*Exercise prompt*. Give the number of lines in the data below that contain "once", with no other words.

Collected data

^^^^

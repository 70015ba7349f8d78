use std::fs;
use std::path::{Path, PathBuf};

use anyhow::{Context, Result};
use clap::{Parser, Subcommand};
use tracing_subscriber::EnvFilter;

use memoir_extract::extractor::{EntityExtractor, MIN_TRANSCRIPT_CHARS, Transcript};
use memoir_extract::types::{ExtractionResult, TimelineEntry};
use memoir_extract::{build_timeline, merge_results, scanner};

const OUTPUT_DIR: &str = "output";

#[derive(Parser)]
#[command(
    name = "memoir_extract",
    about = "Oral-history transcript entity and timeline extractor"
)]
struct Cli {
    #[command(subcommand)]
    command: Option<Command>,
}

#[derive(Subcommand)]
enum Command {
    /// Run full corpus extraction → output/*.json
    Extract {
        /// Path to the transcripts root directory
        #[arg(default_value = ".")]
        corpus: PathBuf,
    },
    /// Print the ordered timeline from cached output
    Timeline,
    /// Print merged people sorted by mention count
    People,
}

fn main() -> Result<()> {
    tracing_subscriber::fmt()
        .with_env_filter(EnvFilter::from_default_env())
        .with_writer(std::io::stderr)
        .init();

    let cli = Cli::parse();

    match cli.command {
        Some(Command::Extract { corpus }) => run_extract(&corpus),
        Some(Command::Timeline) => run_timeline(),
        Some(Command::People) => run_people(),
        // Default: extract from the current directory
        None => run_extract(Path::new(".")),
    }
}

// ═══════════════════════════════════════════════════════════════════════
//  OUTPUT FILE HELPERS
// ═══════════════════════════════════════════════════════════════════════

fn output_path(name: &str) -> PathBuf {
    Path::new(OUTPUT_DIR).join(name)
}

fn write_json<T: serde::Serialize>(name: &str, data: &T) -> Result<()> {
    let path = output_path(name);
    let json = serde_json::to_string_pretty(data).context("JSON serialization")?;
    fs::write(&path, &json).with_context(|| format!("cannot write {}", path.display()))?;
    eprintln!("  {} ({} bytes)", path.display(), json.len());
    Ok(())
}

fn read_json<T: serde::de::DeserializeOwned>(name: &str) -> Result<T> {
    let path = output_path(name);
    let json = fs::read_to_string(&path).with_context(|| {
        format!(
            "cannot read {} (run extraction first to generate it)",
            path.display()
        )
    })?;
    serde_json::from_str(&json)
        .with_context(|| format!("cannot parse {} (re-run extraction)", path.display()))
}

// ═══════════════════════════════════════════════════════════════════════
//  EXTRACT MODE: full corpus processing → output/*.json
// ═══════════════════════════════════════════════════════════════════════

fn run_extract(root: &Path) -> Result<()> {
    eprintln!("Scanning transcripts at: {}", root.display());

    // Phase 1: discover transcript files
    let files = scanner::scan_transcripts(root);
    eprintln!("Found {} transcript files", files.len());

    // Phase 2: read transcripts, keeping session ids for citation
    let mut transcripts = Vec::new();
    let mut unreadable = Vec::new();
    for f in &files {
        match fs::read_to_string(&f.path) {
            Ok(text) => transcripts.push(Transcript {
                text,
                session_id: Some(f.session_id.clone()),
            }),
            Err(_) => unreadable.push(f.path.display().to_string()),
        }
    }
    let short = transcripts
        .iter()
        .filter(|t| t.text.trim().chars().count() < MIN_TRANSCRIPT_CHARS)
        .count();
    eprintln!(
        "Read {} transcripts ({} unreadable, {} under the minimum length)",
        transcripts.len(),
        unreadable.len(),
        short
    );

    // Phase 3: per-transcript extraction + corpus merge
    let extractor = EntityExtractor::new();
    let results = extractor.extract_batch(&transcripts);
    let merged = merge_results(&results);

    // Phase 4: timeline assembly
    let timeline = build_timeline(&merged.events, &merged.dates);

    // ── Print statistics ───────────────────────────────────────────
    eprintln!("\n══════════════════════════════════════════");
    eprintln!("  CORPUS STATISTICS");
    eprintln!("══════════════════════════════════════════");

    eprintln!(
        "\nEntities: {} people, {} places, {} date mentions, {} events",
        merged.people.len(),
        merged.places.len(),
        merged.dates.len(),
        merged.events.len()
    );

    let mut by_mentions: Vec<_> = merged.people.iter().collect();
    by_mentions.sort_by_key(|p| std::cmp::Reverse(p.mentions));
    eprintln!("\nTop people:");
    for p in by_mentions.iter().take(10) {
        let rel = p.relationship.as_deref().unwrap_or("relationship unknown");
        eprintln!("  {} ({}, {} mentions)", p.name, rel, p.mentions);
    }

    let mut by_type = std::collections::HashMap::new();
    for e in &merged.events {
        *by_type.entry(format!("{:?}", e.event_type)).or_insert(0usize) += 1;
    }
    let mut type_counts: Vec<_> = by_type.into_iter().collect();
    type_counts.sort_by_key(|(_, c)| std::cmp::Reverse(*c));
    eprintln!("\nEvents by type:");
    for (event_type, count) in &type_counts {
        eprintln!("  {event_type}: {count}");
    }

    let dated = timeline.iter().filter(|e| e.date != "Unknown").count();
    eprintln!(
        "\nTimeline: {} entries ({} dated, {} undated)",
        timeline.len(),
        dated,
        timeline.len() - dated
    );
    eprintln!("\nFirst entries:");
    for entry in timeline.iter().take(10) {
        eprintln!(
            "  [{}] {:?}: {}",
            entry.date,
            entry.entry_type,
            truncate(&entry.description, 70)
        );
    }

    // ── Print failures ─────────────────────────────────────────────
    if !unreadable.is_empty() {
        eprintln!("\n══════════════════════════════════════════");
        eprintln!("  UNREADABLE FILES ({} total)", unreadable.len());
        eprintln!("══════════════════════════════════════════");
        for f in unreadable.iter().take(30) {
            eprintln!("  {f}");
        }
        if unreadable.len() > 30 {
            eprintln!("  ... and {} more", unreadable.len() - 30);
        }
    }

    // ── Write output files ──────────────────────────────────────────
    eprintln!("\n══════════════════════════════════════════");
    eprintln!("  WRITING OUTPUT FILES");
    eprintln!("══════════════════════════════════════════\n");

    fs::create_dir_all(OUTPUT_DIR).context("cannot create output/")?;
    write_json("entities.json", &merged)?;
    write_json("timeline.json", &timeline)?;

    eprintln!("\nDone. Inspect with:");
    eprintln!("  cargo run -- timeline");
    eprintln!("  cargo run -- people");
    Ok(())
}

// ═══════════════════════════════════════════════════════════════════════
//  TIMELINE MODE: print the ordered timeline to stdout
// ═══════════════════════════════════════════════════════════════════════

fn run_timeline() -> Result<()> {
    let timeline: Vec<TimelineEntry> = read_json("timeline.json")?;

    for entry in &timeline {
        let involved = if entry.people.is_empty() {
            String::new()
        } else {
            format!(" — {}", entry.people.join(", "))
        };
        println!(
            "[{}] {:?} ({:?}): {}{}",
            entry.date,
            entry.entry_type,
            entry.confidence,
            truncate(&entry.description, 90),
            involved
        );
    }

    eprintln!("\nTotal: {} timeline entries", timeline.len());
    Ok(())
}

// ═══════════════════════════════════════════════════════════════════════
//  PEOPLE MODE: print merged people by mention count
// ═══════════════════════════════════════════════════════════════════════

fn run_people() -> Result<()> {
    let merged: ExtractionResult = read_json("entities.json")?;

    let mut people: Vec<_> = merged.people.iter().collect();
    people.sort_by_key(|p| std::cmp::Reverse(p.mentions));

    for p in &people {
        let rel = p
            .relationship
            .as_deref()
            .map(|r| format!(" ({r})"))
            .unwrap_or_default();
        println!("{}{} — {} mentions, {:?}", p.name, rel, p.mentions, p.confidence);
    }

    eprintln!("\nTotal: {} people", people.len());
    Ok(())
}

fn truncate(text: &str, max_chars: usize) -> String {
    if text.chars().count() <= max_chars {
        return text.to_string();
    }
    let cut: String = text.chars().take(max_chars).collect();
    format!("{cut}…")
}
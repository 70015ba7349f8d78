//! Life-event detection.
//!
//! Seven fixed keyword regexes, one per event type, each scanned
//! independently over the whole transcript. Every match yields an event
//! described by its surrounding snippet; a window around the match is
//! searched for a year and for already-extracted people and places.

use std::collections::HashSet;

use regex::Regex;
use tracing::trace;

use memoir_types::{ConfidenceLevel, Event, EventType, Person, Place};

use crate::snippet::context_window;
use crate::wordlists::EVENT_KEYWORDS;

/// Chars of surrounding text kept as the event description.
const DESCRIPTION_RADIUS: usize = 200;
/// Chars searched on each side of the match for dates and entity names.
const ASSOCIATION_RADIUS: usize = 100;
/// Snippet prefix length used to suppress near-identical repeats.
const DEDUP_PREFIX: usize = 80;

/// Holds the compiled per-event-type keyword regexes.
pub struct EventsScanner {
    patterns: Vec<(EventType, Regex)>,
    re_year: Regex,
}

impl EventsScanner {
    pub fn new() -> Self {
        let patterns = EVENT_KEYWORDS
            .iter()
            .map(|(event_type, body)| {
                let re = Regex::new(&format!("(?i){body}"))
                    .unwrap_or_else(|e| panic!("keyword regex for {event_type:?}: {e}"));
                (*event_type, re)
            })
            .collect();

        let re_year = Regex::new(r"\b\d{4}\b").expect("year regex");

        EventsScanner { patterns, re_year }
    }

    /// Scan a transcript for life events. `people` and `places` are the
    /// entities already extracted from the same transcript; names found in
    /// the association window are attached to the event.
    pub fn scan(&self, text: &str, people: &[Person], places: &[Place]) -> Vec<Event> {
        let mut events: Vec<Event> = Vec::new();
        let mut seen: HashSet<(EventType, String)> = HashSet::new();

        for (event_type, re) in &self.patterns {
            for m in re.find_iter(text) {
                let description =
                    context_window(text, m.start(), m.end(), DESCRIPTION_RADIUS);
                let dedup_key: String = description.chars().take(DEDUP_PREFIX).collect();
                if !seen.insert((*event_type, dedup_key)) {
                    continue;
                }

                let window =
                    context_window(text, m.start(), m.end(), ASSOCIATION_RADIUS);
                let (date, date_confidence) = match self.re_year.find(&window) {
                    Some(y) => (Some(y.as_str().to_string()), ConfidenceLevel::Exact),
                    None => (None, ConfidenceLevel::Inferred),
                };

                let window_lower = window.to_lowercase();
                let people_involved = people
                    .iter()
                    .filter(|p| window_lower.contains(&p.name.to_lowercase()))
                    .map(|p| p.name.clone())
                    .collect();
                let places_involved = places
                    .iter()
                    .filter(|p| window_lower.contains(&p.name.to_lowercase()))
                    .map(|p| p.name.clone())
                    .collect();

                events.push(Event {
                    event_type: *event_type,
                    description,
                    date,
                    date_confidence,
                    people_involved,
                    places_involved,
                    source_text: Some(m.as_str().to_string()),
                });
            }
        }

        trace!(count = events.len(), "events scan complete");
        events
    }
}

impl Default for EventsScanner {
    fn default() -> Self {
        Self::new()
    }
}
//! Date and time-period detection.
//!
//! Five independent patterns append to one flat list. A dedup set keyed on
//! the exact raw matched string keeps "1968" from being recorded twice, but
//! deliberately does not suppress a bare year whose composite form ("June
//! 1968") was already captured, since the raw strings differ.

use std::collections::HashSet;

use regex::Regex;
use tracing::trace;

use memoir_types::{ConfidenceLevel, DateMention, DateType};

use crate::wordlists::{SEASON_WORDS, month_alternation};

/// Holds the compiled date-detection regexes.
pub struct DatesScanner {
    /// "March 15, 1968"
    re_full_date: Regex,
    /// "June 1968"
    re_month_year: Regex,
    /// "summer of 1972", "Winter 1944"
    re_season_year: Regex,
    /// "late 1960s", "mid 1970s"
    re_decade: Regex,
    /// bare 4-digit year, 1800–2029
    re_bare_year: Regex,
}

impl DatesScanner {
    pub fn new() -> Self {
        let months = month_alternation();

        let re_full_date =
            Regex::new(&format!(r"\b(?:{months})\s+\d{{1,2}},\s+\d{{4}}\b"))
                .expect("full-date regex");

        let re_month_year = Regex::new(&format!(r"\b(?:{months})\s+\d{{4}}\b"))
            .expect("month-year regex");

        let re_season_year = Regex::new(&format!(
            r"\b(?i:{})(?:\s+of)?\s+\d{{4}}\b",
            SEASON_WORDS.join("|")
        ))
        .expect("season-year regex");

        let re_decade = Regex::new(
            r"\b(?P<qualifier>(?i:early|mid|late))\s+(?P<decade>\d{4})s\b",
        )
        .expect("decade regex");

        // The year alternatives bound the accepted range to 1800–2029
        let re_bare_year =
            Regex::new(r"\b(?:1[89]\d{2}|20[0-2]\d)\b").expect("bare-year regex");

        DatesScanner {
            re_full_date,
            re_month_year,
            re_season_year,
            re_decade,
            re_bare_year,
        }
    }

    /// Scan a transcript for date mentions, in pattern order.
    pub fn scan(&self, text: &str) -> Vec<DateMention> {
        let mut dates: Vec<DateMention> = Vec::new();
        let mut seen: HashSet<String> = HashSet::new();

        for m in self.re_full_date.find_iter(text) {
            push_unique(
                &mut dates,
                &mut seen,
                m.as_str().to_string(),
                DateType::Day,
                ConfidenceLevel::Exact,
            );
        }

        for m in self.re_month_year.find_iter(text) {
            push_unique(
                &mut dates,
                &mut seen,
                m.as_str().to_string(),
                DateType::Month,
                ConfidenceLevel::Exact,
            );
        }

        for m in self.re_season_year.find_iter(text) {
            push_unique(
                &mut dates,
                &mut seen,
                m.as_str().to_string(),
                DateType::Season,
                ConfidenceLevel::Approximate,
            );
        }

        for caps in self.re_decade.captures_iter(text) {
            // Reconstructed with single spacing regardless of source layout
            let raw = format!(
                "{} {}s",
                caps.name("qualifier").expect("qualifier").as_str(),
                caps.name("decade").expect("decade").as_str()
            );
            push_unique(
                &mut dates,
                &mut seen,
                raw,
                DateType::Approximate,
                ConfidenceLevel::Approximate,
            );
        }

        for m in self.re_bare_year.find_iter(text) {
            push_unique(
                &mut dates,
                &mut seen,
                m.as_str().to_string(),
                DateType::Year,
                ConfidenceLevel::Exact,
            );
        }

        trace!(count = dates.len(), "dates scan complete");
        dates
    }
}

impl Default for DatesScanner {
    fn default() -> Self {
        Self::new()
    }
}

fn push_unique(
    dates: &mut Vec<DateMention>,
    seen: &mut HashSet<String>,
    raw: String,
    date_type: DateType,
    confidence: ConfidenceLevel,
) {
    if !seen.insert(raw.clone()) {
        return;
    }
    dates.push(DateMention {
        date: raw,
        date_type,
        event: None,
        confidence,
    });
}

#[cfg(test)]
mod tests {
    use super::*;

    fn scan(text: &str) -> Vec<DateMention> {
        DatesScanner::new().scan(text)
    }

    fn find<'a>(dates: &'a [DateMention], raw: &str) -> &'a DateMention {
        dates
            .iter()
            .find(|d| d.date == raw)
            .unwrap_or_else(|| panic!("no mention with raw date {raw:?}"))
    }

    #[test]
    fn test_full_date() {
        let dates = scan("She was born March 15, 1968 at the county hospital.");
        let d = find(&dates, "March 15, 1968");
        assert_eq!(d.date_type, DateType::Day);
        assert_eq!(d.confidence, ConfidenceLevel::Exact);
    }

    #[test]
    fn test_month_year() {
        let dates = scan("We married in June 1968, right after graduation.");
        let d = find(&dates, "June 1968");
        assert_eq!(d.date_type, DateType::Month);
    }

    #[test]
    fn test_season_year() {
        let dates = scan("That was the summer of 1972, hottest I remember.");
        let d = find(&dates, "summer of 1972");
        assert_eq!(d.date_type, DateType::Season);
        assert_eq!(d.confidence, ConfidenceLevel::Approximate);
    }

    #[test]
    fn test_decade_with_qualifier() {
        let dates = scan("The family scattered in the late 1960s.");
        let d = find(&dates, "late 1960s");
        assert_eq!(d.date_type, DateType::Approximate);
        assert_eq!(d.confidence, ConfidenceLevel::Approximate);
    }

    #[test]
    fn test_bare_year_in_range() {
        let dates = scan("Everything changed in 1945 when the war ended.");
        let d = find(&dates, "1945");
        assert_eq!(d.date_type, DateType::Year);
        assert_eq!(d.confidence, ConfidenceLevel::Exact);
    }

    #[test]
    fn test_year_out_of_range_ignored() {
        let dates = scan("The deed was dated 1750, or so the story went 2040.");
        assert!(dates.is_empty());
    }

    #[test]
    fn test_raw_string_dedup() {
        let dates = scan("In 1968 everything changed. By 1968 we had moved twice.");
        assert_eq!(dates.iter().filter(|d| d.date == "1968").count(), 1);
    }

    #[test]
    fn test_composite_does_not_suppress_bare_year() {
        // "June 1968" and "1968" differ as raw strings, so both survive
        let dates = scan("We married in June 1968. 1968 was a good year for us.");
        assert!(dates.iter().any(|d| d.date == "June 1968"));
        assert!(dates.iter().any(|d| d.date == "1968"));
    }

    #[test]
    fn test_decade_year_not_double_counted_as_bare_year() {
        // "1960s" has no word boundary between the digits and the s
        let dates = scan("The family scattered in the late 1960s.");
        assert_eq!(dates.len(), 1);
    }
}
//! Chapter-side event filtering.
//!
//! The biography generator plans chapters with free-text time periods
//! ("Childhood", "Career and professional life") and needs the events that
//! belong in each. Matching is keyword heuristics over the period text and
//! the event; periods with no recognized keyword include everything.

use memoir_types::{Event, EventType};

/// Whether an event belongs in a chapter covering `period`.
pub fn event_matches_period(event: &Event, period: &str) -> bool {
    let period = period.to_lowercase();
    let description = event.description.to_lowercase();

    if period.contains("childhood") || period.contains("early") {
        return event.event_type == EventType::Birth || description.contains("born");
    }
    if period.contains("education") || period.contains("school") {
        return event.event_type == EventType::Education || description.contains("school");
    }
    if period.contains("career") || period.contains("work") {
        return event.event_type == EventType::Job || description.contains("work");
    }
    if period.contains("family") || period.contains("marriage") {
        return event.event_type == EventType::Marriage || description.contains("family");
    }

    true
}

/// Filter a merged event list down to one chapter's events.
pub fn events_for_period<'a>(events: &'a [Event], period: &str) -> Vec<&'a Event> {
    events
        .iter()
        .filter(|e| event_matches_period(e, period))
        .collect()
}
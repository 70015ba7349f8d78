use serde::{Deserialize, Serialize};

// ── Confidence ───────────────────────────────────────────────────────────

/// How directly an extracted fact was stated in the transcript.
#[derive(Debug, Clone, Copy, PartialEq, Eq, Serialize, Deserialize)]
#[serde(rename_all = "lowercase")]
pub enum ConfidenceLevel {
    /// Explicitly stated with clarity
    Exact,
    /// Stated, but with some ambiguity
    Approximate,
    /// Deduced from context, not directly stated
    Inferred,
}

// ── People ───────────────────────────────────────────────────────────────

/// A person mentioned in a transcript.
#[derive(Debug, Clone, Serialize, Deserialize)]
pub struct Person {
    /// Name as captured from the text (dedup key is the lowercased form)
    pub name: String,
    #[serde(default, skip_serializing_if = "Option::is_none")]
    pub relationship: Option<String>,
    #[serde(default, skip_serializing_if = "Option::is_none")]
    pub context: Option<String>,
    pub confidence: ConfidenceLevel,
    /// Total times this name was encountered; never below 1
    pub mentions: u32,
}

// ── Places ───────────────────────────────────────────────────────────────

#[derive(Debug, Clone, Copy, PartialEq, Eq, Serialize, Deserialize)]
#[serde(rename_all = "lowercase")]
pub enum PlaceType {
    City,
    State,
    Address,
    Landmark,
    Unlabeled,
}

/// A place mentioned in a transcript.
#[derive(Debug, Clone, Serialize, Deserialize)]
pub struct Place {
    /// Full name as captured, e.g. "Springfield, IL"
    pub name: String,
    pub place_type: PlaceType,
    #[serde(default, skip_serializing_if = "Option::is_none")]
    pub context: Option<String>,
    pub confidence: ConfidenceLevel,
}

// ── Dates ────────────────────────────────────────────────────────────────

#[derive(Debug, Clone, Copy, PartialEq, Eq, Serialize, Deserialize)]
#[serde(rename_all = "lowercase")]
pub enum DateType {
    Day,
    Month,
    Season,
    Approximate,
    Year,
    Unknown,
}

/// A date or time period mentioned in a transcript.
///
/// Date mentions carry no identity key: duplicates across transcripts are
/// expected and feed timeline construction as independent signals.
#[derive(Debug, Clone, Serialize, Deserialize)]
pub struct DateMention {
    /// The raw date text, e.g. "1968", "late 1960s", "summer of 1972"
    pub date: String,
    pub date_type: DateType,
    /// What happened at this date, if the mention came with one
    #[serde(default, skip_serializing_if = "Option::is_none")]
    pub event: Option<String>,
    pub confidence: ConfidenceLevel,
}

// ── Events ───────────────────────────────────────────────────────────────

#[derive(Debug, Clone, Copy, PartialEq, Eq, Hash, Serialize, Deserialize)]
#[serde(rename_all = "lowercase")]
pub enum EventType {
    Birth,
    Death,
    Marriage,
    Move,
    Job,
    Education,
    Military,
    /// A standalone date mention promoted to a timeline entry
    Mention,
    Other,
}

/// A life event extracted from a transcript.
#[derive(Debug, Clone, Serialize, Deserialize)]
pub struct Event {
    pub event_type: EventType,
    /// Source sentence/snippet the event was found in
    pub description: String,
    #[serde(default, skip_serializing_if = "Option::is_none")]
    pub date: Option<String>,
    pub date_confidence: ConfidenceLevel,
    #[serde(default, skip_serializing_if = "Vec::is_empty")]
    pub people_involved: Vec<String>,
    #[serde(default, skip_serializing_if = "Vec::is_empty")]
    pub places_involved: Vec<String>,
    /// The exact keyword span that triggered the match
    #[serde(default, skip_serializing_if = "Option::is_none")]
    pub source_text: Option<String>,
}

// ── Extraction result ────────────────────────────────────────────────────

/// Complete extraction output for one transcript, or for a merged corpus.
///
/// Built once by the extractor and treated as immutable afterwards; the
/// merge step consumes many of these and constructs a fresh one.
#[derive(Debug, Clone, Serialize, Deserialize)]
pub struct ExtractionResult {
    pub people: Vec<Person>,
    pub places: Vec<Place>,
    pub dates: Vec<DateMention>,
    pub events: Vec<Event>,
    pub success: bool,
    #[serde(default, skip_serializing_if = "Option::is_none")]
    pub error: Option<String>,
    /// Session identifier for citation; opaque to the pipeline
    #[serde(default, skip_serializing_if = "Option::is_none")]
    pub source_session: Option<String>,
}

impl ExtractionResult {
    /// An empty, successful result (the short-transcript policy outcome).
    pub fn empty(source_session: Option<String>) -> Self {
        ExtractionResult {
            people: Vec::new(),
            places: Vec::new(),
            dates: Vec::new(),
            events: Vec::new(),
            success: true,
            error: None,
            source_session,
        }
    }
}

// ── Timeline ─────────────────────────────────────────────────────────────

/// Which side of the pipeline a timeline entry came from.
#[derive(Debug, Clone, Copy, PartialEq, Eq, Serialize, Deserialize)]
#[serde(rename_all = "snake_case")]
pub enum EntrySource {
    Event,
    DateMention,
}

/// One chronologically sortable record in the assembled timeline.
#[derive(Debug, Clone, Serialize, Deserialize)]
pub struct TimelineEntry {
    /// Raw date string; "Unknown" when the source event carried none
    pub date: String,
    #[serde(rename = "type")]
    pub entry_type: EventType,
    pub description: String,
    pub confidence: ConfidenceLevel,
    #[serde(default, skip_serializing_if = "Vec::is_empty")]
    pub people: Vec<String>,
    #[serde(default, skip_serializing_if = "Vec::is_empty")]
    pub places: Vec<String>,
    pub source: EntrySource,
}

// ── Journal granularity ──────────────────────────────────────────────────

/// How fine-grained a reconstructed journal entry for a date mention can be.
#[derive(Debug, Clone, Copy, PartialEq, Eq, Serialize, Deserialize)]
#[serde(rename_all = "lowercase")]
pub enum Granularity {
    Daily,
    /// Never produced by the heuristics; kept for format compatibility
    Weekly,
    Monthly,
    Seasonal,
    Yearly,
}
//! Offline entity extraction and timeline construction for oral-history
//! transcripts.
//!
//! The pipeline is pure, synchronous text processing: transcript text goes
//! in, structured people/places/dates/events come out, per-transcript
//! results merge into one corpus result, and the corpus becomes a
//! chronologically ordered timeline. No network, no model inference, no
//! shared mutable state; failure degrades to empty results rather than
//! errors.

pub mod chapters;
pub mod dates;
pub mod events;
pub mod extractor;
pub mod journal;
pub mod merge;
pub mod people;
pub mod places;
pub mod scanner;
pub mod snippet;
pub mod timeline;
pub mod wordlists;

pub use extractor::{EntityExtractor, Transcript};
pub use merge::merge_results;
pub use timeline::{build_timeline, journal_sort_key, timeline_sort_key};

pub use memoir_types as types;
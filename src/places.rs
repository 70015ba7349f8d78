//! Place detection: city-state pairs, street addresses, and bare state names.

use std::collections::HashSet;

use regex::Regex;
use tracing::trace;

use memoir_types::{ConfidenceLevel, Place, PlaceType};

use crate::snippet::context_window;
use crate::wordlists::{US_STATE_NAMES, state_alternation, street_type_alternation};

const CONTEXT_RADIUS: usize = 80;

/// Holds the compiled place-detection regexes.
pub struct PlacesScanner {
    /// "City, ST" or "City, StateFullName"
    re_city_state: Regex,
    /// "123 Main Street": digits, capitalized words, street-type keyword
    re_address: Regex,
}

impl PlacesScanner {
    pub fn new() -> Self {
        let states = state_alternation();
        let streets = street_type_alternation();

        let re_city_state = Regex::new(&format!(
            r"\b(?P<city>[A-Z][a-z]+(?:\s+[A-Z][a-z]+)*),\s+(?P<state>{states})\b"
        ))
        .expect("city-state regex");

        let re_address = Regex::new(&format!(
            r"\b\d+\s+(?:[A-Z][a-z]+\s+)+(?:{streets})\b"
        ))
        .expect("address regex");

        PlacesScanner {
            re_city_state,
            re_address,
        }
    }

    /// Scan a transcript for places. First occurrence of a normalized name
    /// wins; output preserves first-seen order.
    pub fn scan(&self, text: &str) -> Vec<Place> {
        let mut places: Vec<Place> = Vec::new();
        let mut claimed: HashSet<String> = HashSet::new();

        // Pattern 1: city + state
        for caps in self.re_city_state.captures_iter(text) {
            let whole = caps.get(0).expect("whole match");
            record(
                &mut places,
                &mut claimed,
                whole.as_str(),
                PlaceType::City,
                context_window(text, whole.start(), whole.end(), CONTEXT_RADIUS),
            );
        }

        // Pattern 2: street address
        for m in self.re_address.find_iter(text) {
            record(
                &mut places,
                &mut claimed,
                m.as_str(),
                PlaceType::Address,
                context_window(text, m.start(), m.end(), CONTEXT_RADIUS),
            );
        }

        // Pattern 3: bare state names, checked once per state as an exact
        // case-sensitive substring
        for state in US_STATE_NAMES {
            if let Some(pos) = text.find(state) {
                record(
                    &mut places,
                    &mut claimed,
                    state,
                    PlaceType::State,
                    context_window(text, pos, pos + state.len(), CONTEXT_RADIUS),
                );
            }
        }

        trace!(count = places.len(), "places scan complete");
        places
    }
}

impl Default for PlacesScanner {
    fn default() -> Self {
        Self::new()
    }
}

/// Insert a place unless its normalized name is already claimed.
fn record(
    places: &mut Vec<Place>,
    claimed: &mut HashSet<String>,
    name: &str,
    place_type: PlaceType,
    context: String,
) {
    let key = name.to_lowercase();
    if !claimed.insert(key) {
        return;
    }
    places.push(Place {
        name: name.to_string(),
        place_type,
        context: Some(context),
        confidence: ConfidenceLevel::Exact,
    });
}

^^^^

*Completed exercise*. 2